Говоря о «слагании клобука», в письме употребляется несовершенная форма глагола. «Очевидно, речь идет о том, — комментирует это место протоиерей Всеволод Рошко, — что преп. Серафим, не отказываясь совершенно от монашеского облачения, носил его лишь в редких случаях, показывая тем самым, что не одобряет внедренных в Сарове нововведений. Сама лаконичность этого намека свидетельствует об общеизвестности факта и объясняет, почему преп. Серафим был канонизирован так поздно».

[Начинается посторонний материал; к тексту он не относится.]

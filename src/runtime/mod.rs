use crate::{
    app::App,
    models::AuthState,
    sync::SyncEvent,
    task_store::{Recovery, TaskStoreError},
};
use chrono::Local;
use tracing::{debug, info};

/// Drains worker results into state changes. Never blocks.
pub fn tick(app: &mut App) {
    handle_day_rollover(app);
    handle_auth(app);
    handle_sync(app);

    if let Some(expiry) = app.toast_expiry
        && Local::now() >= expiry
    {
        app.toast_expiry = None;
        app.toast_message = None;
    }
}

fn handle_auth(app: &mut App) {
    let Some(state) = app.handshake.pump(&mut app.guard) else {
        return;
    };

    match state {
        AuthState::Success => {
            app.toast("Notion linked.");
            app.open_engine();
        }
        AuthState::Failed => {
            let message = app
                .handshake
                .last_error()
                .unwrap_or("Notion authorization failed.")
                .to_string();
            app.toast(message);
        }
        AuthState::NotStarted | AuthState::Waiting => {}
    }
}

fn handle_sync(app: &mut App) {
    let events = match app.engine.as_mut() {
        Some(engine) => engine.pump(),
        None => return,
    };

    for event in events {
        match event {
            SyncEvent::RolledBack {
                local_id,
                error,
                discarded,
            } => {
                debug!(%local_id, discarded, "rolled back");
                report_store_error(app, &error, discarded);
            }
            SyncEvent::LoadFailed(error) | SyncEvent::TagsFailed(error) => {
                report_store_error(app, &error, 0);
            }
            SyncEvent::Created { .. }
            | SyncEvent::Updated { .. }
            | SyncEvent::Loaded { .. }
            | SyncEvent::TagsLoaded(_) => {}
        }
    }
}

fn report_store_error(app: &mut App, error: &TaskStoreError, discarded: usize) {
    match error.recovery() {
        Recovery::Relogin => {
            // Pending work is lost with the session.
            app.close_engine();
            app.handshake.mark_failed(error.to_string());
            app.toast(error.to_string());
        }
        Recovery::ReselectDatabase => {
            app.toast(format!("{error} Select a task database again."));
        }
        Recovery::Retry if discarded > 0 => {
            app.toast(format!("{error} ({discarded} queued edits discarded)"));
        }
        Recovery::Retry => app.toast(error.to_string()),
    }
}

fn handle_day_rollover(app: &mut App) {
    let today = Local::now().date_naive();
    if today == app.active_date {
        return;
    }
    info!(%today, "new day, reloading tasks");
    app.active_date = today;
    app.refresh();
}
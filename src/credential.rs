use crate::models::{AuthState, Credential, compact_id};
use crate::relay::TokenGrant;
use std::fs;
use std::io;
use std::path::{Path, PathBuf};
use std::sync::Arc;
use thiserror::Error;
use tracing::{debug, info, warn};

#[derive(Debug, Error)]
pub enum CredentialError {
    #[error("credential storage failed: {0}")]
    Io(#[from] io::Error),
    #[error("credential file is not valid JSON: {0}")]
    Parse(#[from] serde_json::Error),
    #[error("Notion is not linked.")]
    NotLinked,
    #[error("Notion revoke failed; staying logged in: {0}")]
    RevokeFailed(#[source] AuthorityError),
}

#[derive(Debug, Error)]
pub enum AuthorityError {
    #[error("authority unreachable: {0}")]
    Transport(String),
    #[error("authority rejected the request: HTTP {0}")]
    Status(u16),
    #[error("authority response malformed: {0}")]
    Malformed(String),
}

#[derive(Clone, Debug, Default, PartialEq)]
pub struct Introspection {
    pub active: bool,
}

/// Remote OAuth authority: introspection and revocation.
pub trait Authority: Send + Sync {
    fn introspect(&self, access_token: &str) -> Result<Introspection, AuthorityError>;
    fn revoke(&self, access_token: &str) -> Result<(), AuthorityError>;
}

/// Local secure storage for the credential.
pub trait CredentialStore: Send {
    fn load(&self) -> Result<Option<Credential>, CredentialError>;
    fn save(&self, credential: &Credential) -> Result<(), CredentialError>;
    fn clear(&self) -> Result<(), CredentialError>;
}

pub struct FileCredentialStore {
    path: PathBuf,
}

impl FileCredentialStore {
    pub fn new(path: impl Into<PathBuf>) -> Self {
        Self { path: path.into() }
    }

    pub fn path(&self) -> &Path {
        &self.path
    }
}

impl CredentialStore for FileCredentialStore {
    fn load(&self) -> Result<Option<Credential>, CredentialError> {
        if !self.path.exists() {
            return Ok(None);
        }
        let content = fs::read_to_string(&self.path)?;
        let credential: Credential = serde_json::from_str(&content)?;
        Ok(Some(credential))
    }

    fn save(&self, credential: &Credential) -> Result<(), CredentialError> {
        if let Some(parent) = self.path.parent() {
            fs::create_dir_all(parent)?;
        }
        let content = serde_json::to_string_pretty(credential)?;
        fs::write(&self.path, content)?;
        restrict_permissions(&self.path)?;
        Ok(())
    }

    fn clear(&self) -> Result<(), CredentialError> {
        match fs::remove_file(&self.path) {
            Ok(()) => Ok(()),
            Err(err) if err.kind() == io::ErrorKind::NotFound => Ok(()),
            Err(err) => Err(err.into()),
        }
    }
}

#[cfg(unix)]
fn restrict_permissions(path: &Path) -> io::Result<()> {
    use std::os::unix::fs::PermissionsExt;
    fs::set_permissions(path, fs::Permissions::from_mode(0o600))
}

#[cfg(not(unix))]
fn restrict_permissions(_path: &Path) -> io::Result<()> {
    Ok(())
}

#[derive(Clone, Copy, Debug, PartialEq, Eq)]
pub enum Validity {
    Valid,
    Invalid,
}

#[derive(Clone, Debug, PartialEq)]
pub enum LoadOutcome {
    Absent,
    Valid(Credential),
    Invalid(Credential),
}

impl LoadOutcome {
    /// Auth state a freshly started process should assume.
    pub fn auth_state(&self) -> AuthState {
        match self {
            LoadOutcome::Absent => AuthState::NotStarted,
            LoadOutcome::Valid(_) => AuthState::Success,
            LoadOutcome::Invalid(_) => AuthState::Failed,
        }
    }
}

impl Credential {
    pub fn from_grant(grant: TokenGrant) -> Self {
        let owner = grant.owner.user;
        Self {
            access_token: grant.access_token,
            refresh_token: grant.refresh_token,
            token_type: grant.token_type,
            bot_id: grant.bot_id,
            workspace_id: grant
                .workspace_id
                .as_deref()
                .map(compact_id)
                .unwrap_or_default(),
            workspace_name: grant.workspace_name,
            workspace_icon: grant.workspace_icon,
            database_id: grant
                .duplicated_template_id
                .as_deref()
                .map(compact_id)
                .filter(|id| !id.is_empty()),
            owner,
            request_id: grant.request_id,
        }
    }
}

/// Validates, persists and revokes the single process-wide credential.
pub struct CredentialGuard {
    store: Box<dyn CredentialStore>,
    authority: Arc<dyn Authority>,
    current: Option<Credential>,
}

impl CredentialGuard {
    pub fn new(store: Box<dyn CredentialStore>, authority: Arc<dyn Authority>) -> Self {
        Self {
            store,
            authority,
            current: None,
        }
    }

    pub fn current(&self) -> Option<&Credential> {
        self.current.as_ref()
    }

    /// Classifies only; never mutates the credential.
    pub fn validate(&self, credential: &Credential) -> Validity {
        match self.authority.introspect(&credential.access_token) {
            Ok(Introspection { active: true }) => Validity::Valid,
            Ok(Introspection { active: false }) => {
                info!("token introspection reports inactive token");
                Validity::Invalid
            }
            Err(err) => {
                warn!("token introspection failed: {err}");
                Validity::Invalid
            }
        }
    }

    pub fn load(&mut self) -> LoadOutcome {
        let stored = match self.store.load() {
            Ok(stored) => stored,
            Err(err) => {
                warn!("ignoring unreadable credential: {err}");
                None
            }
        };
        let Some(credential) = stored else {
            self.current = None;
            return LoadOutcome::Absent;
        };
        debug!(workspace = ?credential.workspace_name, "loaded stored credential");
        self.current = Some(credential.clone());
        match self.validate(&credential) {
            Validity::Valid => LoadOutcome::Valid(credential),
            Validity::Invalid => LoadOutcome::Invalid(credential),
        }
    }

    pub fn persist(&mut self, credential: Credential) -> Result<(), CredentialError> {
        self.store.save(&credential)?;
        info!(user = ?credential.owner_name(), "credential saved");
        self.current = Some(credential);
        Ok(())
    }

    /// Local state is cleared only after the authority acknowledges the revoke.
    pub fn revoke_and_clear(&mut self) -> Result<(), CredentialError> {
        let Some(credential) = self.current.as_ref() else {
            return Err(CredentialError::NotLinked);
        };
        self.authority
            .revoke(&credential.access_token)
            .map_err(CredentialError::RevokeFailed)?;
        self.store.clear()?;
        self.current = None;
        info!("credential revoked and cleared");
        Ok(())
    }

    pub fn select_database(&mut self, database_id: &str) -> Result<(), CredentialError> {
        let Some(mut credential) = self.current.clone() else {
            return Err(CredentialError::NotLinked);
        };
        let id = compact_id(database_id);
        credential.database_id = (!id.is_empty()).then_some(id);
        self.persist(credential)
    }
}
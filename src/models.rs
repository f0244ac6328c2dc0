use chrono::{DateTime, Datelike, Duration, FixedOffset, Local, NaiveDate, NaiveTime, TimeZone};
use serde::{Deserialize, Serialize};
use std::fmt;
use uuid::Uuid;

/// Wall-clock instant carrying the user's UTC offset.
pub type Timestamp = DateTime<FixedOffset>;

/// Current time in the local timezone, offset preserved.
pub fn local_now() -> Timestamp {
    Local::now().fixed_offset()
}

/// Local midnight of `date`, falling back to the earliest valid instant on DST gaps.
pub fn local_midnight(date: NaiveDate) -> Timestamp {
    let naive = date.and_time(NaiveTime::MIN);
    match Local.from_local_datetime(&naive) {
        chrono::LocalResult::Single(dt) => dt.fixed_offset(),
        chrono::LocalResult::Ambiguous(earliest, _) => earliest.fixed_offset(),
        chrono::LocalResult::None => Local
            .from_local_datetime(&(naive + Duration::hours(1)))
            .earliest()
            .map(|dt| dt.fixed_offset())
            .unwrap_or_else(|| naive.and_utc().fixed_offset()),
    }
}

#[derive(Clone, Copy, Debug, PartialEq, Eq, Serialize, Deserialize)]
#[serde(rename_all = "snake_case")]
pub enum AuthState {
    NotStarted,
    Waiting,
    Success,
    Failed,
}

impl AuthState {
    pub fn as_str(&self) -> &'static str {
        match self {
            AuthState::NotStarted => "not_started",
            AuthState::Waiting => "waiting",
            AuthState::Success => "success",
            AuthState::Failed => "failed",
        }
    }
}

impl fmt::Display for AuthState {
    fn fmt(&self, f: &mut fmt::Formatter<'_>) -> fmt::Result {
        f.write_str(self.as_str())
    }
}

#[derive(Clone, Copy, Debug, Default, PartialEq, Eq, Serialize, Deserialize)]
#[serde(rename_all = "snake_case")]
pub enum TaskStatus {
    #[default]
    NotStarted,
    Done,
}

impl TaskStatus {
    pub fn is_done(&self) -> bool {
        matches!(self, TaskStatus::Done)
    }
}

/// Client-side task identity. Never reused within a process.
#[derive(Clone, Debug, PartialEq, Eq, Hash, PartialOrd, Ord, Serialize, Deserialize)]
pub struct LocalId(String);

impl LocalId {
    pub fn generate() -> Self {
        Self(format!("new-{}", Uuid::new_v4()))
    }

    /// Tasks loaded from the remote store reuse their page id locally.
    pub fn from_remote(remote_id: &str) -> Self {
        Self(remote_id.to_string())
    }

    pub fn as_str(&self) -> &str {
        &self.0
    }
}

impl fmt::Display for LocalId {
    fn fmt(&self, f: &mut fmt::Formatter<'_>) -> fmt::Result {
        f.write_str(&self.0)
    }
}

#[derive(Clone, Debug, PartialEq, Serialize, Deserialize)]
pub struct TaskTime {
    pub start: Timestamp,
    pub end: Option<Timestamp>,
}

#[derive(Clone, Debug, PartialEq, Serialize, Deserialize)]
pub struct Task {
    pub local_id: LocalId,
    /// `None` until the first successful remote create.
    pub remote_id: Option<String>,
    pub content: String,
    pub tags: Vec<String>,
    pub status: TaskStatus,
    /// Relative priority as an integer percentage; higher sorts first.
    pub weight: u32,
    pub time: TaskTime,
}

impl Task {
    pub fn new(content: impl Into<String>, weight: u32) -> Self {
        Self {
            local_id: LocalId::generate(),
            remote_id: None,
            content: content.into(),
            tags: Vec::new(),
            status: TaskStatus::NotStarted,
            weight,
            time: TaskTime {
                start: local_now(),
                end: None,
            },
        }
    }

    pub fn is_persisted(&self) -> bool {
        self.remote_id.as_deref().is_some_and(|id| !id.is_empty())
    }

    pub fn local_day(&self) -> NaiveDate {
        self.time.start.with_timezone(&Local).date_naive()
    }
}

/// Half-open `[start, end)` interval over task creation instants.
#[derive(Clone, Copy, Debug, PartialEq, Eq)]
pub struct TimeWindow {
    pub start: Timestamp,
    pub end: Timestamp,
}

impl TimeWindow {
    pub fn new(start: Timestamp, end: Timestamp) -> Self {
        Self { start, end }
    }

    pub fn contains(&self, instant: &Timestamp) -> bool {
        *instant >= self.start && *instant < self.end
    }

    pub fn for_day(date: NaiveDate) -> Self {
        let next = date.succ_opt().unwrap_or(date);
        Self::new(local_midnight(date), local_midnight(next))
    }

    /// Sunday-based week containing `date`.
    pub fn for_week(date: NaiveDate) -> Self {
        let offset = date.weekday().num_days_from_sunday() as i64;
        let first = date - Duration::days(offset);
        Self::new(
            local_midnight(first),
            local_midnight(first + Duration::days(7)),
        )
    }

    pub fn for_month(date: NaiveDate) -> Self {
        let first = date.with_day(1).unwrap_or(date);
        let next = if first.month() == 12 {
            NaiveDate::from_ymd_opt(first.year() + 1, 1, 1)
        } else {
            NaiveDate::from_ymd_opt(first.year(), first.month() + 1, 1)
        }
        .unwrap_or(first);
        Self::new(local_midnight(first), local_midnight(next))
    }
}

#[derive(Clone, Copy, Debug, Default, PartialEq, Eq)]
pub enum ViewKind {
    #[default]
    Today,
    Week,
    Month,
}

impl ViewKind {
    pub fn window(&self, date: NaiveDate) -> TimeWindow {
        match self {
            ViewKind::Today => TimeWindow::for_day(date),
            ViewKind::Week => TimeWindow::for_week(date),
            ViewKind::Month => TimeWindow::for_month(date),
        }
    }

    pub fn parse(value: &str) -> Option<Self> {
        match value.trim().to_lowercase().as_str() {
            "today" | "day" => Some(ViewKind::Today),
            "week" => Some(ViewKind::Week),
            "month" | "calendar" => Some(ViewKind::Month),
            _ => None,
        }
    }
}

#[derive(Clone, Copy, Debug, Default, PartialEq, Eq)]
pub enum StatusFilter {
    #[default]
    Open,
    Done,
    All,
}

impl StatusFilter {
    pub fn matches(&self, status: TaskStatus) -> bool {
        match self {
            StatusFilter::Open => !status.is_done(),
            StatusFilter::Done => status.is_done(),
            StatusFilter::All => true,
        }
    }
}

#[derive(Clone, Debug, Default, PartialEq, Serialize, Deserialize)]
pub struct Person {
    #[serde(default)]
    pub email: Option<String>,
}

#[derive(Clone, Debug, Default, PartialEq, Serialize, Deserialize)]
pub struct NotionUser {
    pub id: String,
    #[serde(default)]
    pub name: Option<String>,
    #[serde(default)]
    pub avatar_url: Option<String>,
    #[serde(default)]
    pub person: Option<Person>,
}

/// Persisted access bundle plus workspace/database selection.
#[derive(Clone, Debug, PartialEq, Serialize, Deserialize)]
pub struct Credential {
    pub access_token: String,
    #[serde(default)]
    pub refresh_token: Option<String>,
    pub token_type: String,
    pub bot_id: String,
    pub workspace_id: String,
    #[serde(default)]
    pub workspace_name: Option<String>,
    #[serde(default)]
    pub workspace_icon: Option<String>,
    /// Selected task database. Absent means linked but unconfigured.
    #[serde(default)]
    pub database_id: Option<String>,
    #[serde(default)]
    pub owner: Option<NotionUser>,
    #[serde(default)]
    pub request_id: Option<String>,
}

impl Credential {
    pub fn is_configured(&self) -> bool {
        self.database_id.as_deref().is_some_and(|id| !id.is_empty())
    }

    pub fn owner_name(&self) -> Option<&str> {
        self.owner.as_ref().and_then(|owner| owner.name.as_deref())
    }
}

/// Notion ids are accepted with or without dashes; stored without.
pub fn compact_id(id: &str) -> String {
    id.trim().replace('-', "")
}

«ЧЕГО ТЫ, ЧАДО, ВОПИЕШЬ КО МНЕ?»

Мельница в Дивеево была выстроена за год, а возле нее был поставлен маленький домик, куда батюшка Серафим перевел семь сестер. Одна вскоре скончалась. Так и жили они общиной три года. Старец никого не присылал. А потом, купив (опять же на свои деньги) житницу, батюшка приказал строить келии, а затем стал присылать девушек, которых к его смерти набралось семьдесят три.

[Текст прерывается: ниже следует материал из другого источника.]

pub mod notion;
pub mod oauth;
pub mod portal;

use reqwest::StatusCode;
use reqwest::blocking::Client;
use serde::Deserialize;
use std::time::Duration;
use tracing::warn;

const MAX_ERROR_LEN: usize = 240;

pub(crate) fn http_client(timeout_seconds: u64) -> Client {
    let mut builder = Client::builder();
    if timeout_seconds > 0 {
        builder = builder.timeout(Duration::from_secs(timeout_seconds));
    }
    builder.build().unwrap_or_else(|e| {
        warn!("falling back to default HTTP client: {e}");
        Client::new()
    })
}

#[derive(Deserialize)]
struct ErrorBody {
    #[serde(default)]
    error: Option<serde_json::Value>,
    #[serde(default)]
    code: Option<String>,
    #[serde(default)]
    message: Option<String>,
    #[serde(default)]
    error_description: Option<String>,
}

/// `HTTP <status>: <summary>` from whatever error shape the body carries.
pub(crate) fn format_http_error(status: StatusCode, body: &str) -> String {
    let trimmed = body.trim();
    if trimmed.is_empty() {
        return format!("HTTP {}", status);
    }

    let summary = match serde_json::from_str::<ErrorBody>(trimmed) {
        Ok(err) => {
            let label = err
                .code
                .or_else(|| match err.error {
                    Some(serde_json::Value::String(s)) => Some(s),
                    Some(other) => Some(other.to_string()),
                    None => None,
                })
                .unwrap_or_default();
            match err.message.or(err.error_description) {
                Some(detail) if !label.is_empty() => format!("{} ({})", detail, label),
                Some(detail) => detail,
                None if !label.is_empty() => label,
                None => truncate_error(trimmed),
            }
        }
        Err(_) => truncate_error(trimmed),
    };
    format!("HTTP {}: {}", status, summary)
}

fn truncate_error(message: &str) -> String {
    let mut out = message.replace(['\n', '\r'], " ");
    if out.len() > MAX_ERROR_LEN {
        let mut cut = MAX_ERROR_LEN;
        while !out.is_char_boundary(cut) {
            cut -= 1;
        }
        out.truncate(cut);
        out.push_str("...");
    }
    out
}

Однажды монахиня Евпраксия (старица Евдокия Ефремовна Аламасовская), удостоившаяся вместе с отцом Серафимом видения Богоматери, пришла на мельницу одна, а не вдвоем, как было заведено. Увидев такое дело, раздосадованный работник ушел домой.

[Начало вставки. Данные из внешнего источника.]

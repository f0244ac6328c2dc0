//! In-process fakes shared by unit tests.

use crate::app::App;
use crate::config::Config;
use crate::credential::{
    Authority, AuthorityError, CredentialError, CredentialStore, Introspection,
};
use crate::handshake::BrowserLauncher;
use crate::models::{Credential, LocalId, NotionUser, StatusFilter, Task, TimeWindow};
use crate::relay::{RelayError, RelayMailbox, RelayMessage, Ticket};
use crate::task_store::{TaskStore, TaskStoreError};
use serde_json::Value;
use std::io;
use std::path::PathBuf;
use std::sync::{Arc, Condvar, Mutex};
use std::thread;
use std::time::{Duration, Instant};

pub fn temp_dir() -> PathBuf {
    let dir = std::env::temp_dir().join(format!("task-reminder-test-{}", uuid::Uuid::new_v4()));
    std::fs::create_dir_all(&dir).expect("create temp dir");
    dir
}

pub fn sample_credential() -> Credential {
    Credential {
        access_token: "secret_token".to_string(),
        refresh_token: None,
        token_type: "bearer".to_string(),
        bot_id: "bot-1".to_string(),
        workspace_id: "ws1".to_string(),
        workspace_name: Some("Personal".to_string()),
        workspace_icon: None,
        database_id: Some("db1".to_string()),
        owner: Some(NotionUser {
            id: "user-1".to_string(),
            name: Some("Ada".to_string()),
            ..NotionUser::default()
        }),
        request_id: None,
    }
}

pub fn remote_task(remote_id: &str, content: &str, weight: u32) -> Task {
    let mut task = Task::new(content, weight);
    task.local_id = LocalId::from_remote(remote_id);
    task.remote_id = Some(remote_id.to_string());
    task
}

/// App wired to in-memory fakes, with a millisecond poll interval.
pub fn sample_app(
    stored: Option<Credential>,
    authority: ScriptedAuthority,
    mailbox: CountingMailbox,
    store: &ScriptedTaskStore,
) -> App {
    let mut config = Config::default();
    config.notion.client_id = "client-1".to_string();
    config.notion.poll_interval_ms = 2;
    config.notion.max_poll_attempts = 50;
    let store = store.clone();
    App::with_parts(
        config,
        Box::new(MemoryCredentialStore::new(stored)),
        Arc::new(authority),
        Arc::new(mailbox),
        Box::new(RecordingBrowser::default()),
        Box::new(move |_: &Credential| -> Arc<dyn TaskStore> { Arc::new(store.clone()) }),
    )
}

#[derive(Clone, Default)]
pub struct MemoryCredentialStore {
    slot: Arc<Mutex<Option<Credential>>>,
    failing: bool,
}

impl MemoryCredentialStore {
    pub fn new(initial: Option<Credential>) -> Self {
        Self {
            slot: Arc::new(Mutex::new(initial)),
            failing: false,
        }
    }

    pub fn failing() -> Self {
        Self {
            failing: true,
            ..Self::default()
        }
    }

    pub fn snapshot(&self) -> Option<Credential> {
        self.slot.lock().expect("slot").clone()
    }

    fn check(&self) -> Result<(), CredentialError> {
        if self.failing {
            return Err(CredentialError::Io(io::Error::other("disk full")));
        }
        Ok(())
    }
}

impl CredentialStore for MemoryCredentialStore {
    fn load(&self) -> Result<Option<Credential>, CredentialError> {
        self.check()?;
        Ok(self.snapshot())
    }

    fn save(&self, credential: &Credential) -> Result<(), CredentialError> {
        self.check()?;
        *self.slot.lock().expect("slot") = Some(credential.clone());
        Ok(())
    }

    fn clear(&self) -> Result<(), CredentialError> {
        self.check()?;
        *self.slot.lock().expect("slot") = None;
        Ok(())
    }
}

/// `None` makes every call fail as unreachable.
pub struct ScriptedAuthority {
    active: Option<bool>,
}

impl ScriptedAuthority {
    pub fn active(active: bool) -> Self {
        Self {
            active: Some(active),
        }
    }

    pub fn unreachable() -> Self {
        Self { active: None }
    }
}

impl Authority for ScriptedAuthority {
    fn introspect(&self, _access_token: &str) -> Result<Introspection, AuthorityError> {
        self.active
            .map(|active| Introspection { active })
            .ok_or_else(|| AuthorityError::Transport("connection refused".to_string()))
    }

    fn revoke(&self, _access_token: &str) -> Result<(), AuthorityError> {
        self.active
            .map(|_| ())
            .ok_or_else(|| AuthorityError::Transport("connection refused".to_string()))
    }
}

/// Relay fake: errors for the first `fail_first` polls, resolves from poll `resolve_at` on.
pub struct CountingMailbox {
    seen: Mutex<Vec<Ticket>>,
    fail_first: usize,
    resolve_at: Option<usize>,
    payload: Mutex<Option<Value>>,
}

impl CountingMailbox {
    pub fn never() -> Self {
        Self {
            seen: Mutex::new(Vec::new()),
            fail_first: 0,
            resolve_at: None,
            payload: Mutex::new(None),
        }
    }

    pub fn failing_then(failures: usize, payload: Value) -> Self {
        Self {
            fail_first: failures,
            resolve_at: Some(failures + 1),
            payload: Mutex::new(Some(payload)),
            ..Self::never()
        }
    }

    pub fn resolving_after(polls: usize, payload: Value) -> Self {
        Self {
            resolve_at: Some(polls.max(1)),
            payload: Mutex::new(Some(payload)),
            ..Self::never()
        }
    }

    pub fn calls(&self) -> usize {
        self.seen.lock().expect("seen").len()
    }

    pub fn tickets(&self) -> Vec<Ticket> {
        self.seen.lock().expect("seen").clone()
    }
}

impl RelayMailbox for CountingMailbox {
    fn take(&self, ticket: &Ticket) -> Result<Option<RelayMessage>, RelayError> {
        let call = {
            let mut seen = self.seen.lock().expect("seen");
            seen.push(ticket.clone());
            seen.len()
        };
        if call <= self.fail_first {
            return Err(RelayError::Transport("relay unavailable".to_string()));
        }
        if self.resolve_at.is_some_and(|at| call >= at) {
            let payload = self.payload.lock().expect("payload").take();
            return Ok(payload.map(RelayMessage::from_consumed));
        }
        Ok(None)
    }
}

#[derive(Clone, Default)]
pub struct RecordingBrowser {
    opened: Arc<Mutex<Vec<String>>>,
    broken: bool,
}

impl RecordingBrowser {
    pub fn broken() -> Self {
        Self {
            broken: true,
            ..Self::default()
        }
    }

    pub fn opened(&self) -> Vec<String> {
        self.opened.lock().expect("opened").clone()
    }
}

impl BrowserLauncher for RecordingBrowser {
    fn open(&self, url: &str) -> io::Result<()> {
        if self.broken {
            return Err(io::Error::new(io::ErrorKind::NotFound, "no browser"));
        }
        self.opened.lock().expect("opened").push(url.to_string());
        Ok(())
    }
}

#[derive(Clone, Debug, PartialEq)]
pub enum StoreCall {
    Create(Task),
    Update(Task),
    List(StatusFilter),
    Tags,
    SetTags(Vec<String>),
}

struct StoreState {
    calls: Vec<StoreCall>,
    paused: bool,
    next_id: u32,
    create_error: Option<TaskStoreError>,
    update_error: Option<TaskStoreError>,
    list: Result<Vec<Task>, TaskStoreError>,
    tags: Vec<String>,
}

/// Task store fake. `pause` holds creates and updates until `resume`.
#[derive(Clone)]
pub struct ScriptedTaskStore {
    state: Arc<(Mutex<StoreState>, Condvar)>,
}

impl ScriptedTaskStore {
    pub fn new() -> Self {
        Self {
            state: Arc::new((
                Mutex::new(StoreState {
                    calls: Vec::new(),
                    paused: false,
                    next_id: 1,
                    create_error: None,
                    update_error: None,
                    list: Ok(Vec::new()),
                    tags: Vec::new(),
                }),
                Condvar::new(),
            )),
        }
    }

    fn with<R>(&self, f: impl FnOnce(&mut StoreState) -> R) -> R {
        let mut state = self.state.0.lock().expect("store state");
        f(&mut state)
    }

    pub fn fail_creates(&self, error: TaskStoreError) {
        self.with(|s| s.create_error = Some(error));
    }

    pub fn fail_updates(&self, error: TaskStoreError) {
        self.with(|s| s.update_error = Some(error));
    }

    pub fn set_list(&self, list: Result<Vec<Task>, TaskStoreError>) {
        self.with(|s| s.list = list);
    }

    pub fn set_tags(&self, tags: Vec<String>) {
        self.with(|s| s.tags = tags);
    }

    pub fn pause(&self) {
        self.with(|s| s.paused = true);
    }

    pub fn resume(&self) {
        self.with(|s| s.paused = false);
        self.state.1.notify_all();
    }

    pub fn calls(&self) -> Vec<StoreCall> {
        self.with(|s| s.calls.clone())
    }

    pub fn wait_for_calls(&self, count: usize) {
        let deadline = Instant::now() + Duration::from_secs(2);
        while self.calls().len() < count {
            assert!(Instant::now() < deadline, "store saw {:?}", self.calls());
            thread::sleep(Duration::from_millis(2));
        }
    }

    /// Records the call, then blocks while paused.
    fn mutation(&self, call: StoreCall) -> std::sync::MutexGuard<'_, StoreState> {
        let (lock, resumed) = &*self.state;
        let mut state = lock.lock().expect("store state");
        state.calls.push(call);
        while state.paused {
            state = resumed.wait(state).expect("store state");
        }
        state
    }
}

impl TaskStore for ScriptedTaskStore {
    fn create(&self, task: &Task) -> Result<String, TaskStoreError> {
        let mut state = self.mutation(StoreCall::Create(task.clone()));
        if let Some(error) = state.create_error.clone() {
            return Err(error);
        }
        let id = format!("page-{}", state.next_id);
        state.next_id += 1;
        Ok(id)
    }

    fn update(&self, task: &Task) -> Result<(), TaskStoreError> {
        let state = self.mutation(StoreCall::Update(task.clone()));
        match state.update_error.clone() {
            Some(error) => Err(error),
            None => Ok(()),
        }
    }

    fn list(&self, _window: &TimeWindow, filter: StatusFilter) -> Result<Vec<Task>, TaskStoreError> {
        self.with(|s| {
            s.calls.push(StoreCall::List(filter));
            s.list.clone()
        })
    }

    fn tags(&self) -> Result<Vec<String>, TaskStoreError> {
        self.with(|s| {
            s.calls.push(StoreCall::Tags);
            Ok(s.tags.clone())
        })
    }

    fn set_tags(&self, tags: &[String]) -> Result<Vec<String>, TaskStoreError> {
        self.with(|s| {
            s.calls.push(StoreCall::SetTags(tags.to_vec()));
            s.tags = tags.to_vec();
            Ok(s.tags.clone())
        })
    }
}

Поднялся ветер. Началась страшная буря. Мельница молола на два подстава. Инокиня, которая не успевала засыпать жито, от страха заплакала во весь голос и в отчаянии легла под камни, чтобы они ее задавили. Но Евпраксия не погибла, — камни тут же остановились, и перед ее изумленным взором возник, словно наяву, батюшка Серафим.

— Чего ты, чадо, вопиешь ко мне? — спросил он. — Я пришел к тебе! Я всегда с теми, кто меня на помощь призывает! Спи на камушках зиму и лето, не думай, что они тебя задавят. Я вот, матушка, просил барышень, но они отказались, что груба пища да бедная община. Я упросил Царицу Небесную, Она и благословила мне набрать простых девушек. Вот, матушка, я и собрал вас и прошу послужить мне и моей старости, а после буду я посылать к вам всякого рода и из дворян, купечества, духовного звания и высоких родов. Звал я многих, высокого-то звания не пошли; в начале-то трудно было бы жить, вот и призвал вас; вы теперь послужите, а кто придет после — послужит и вам.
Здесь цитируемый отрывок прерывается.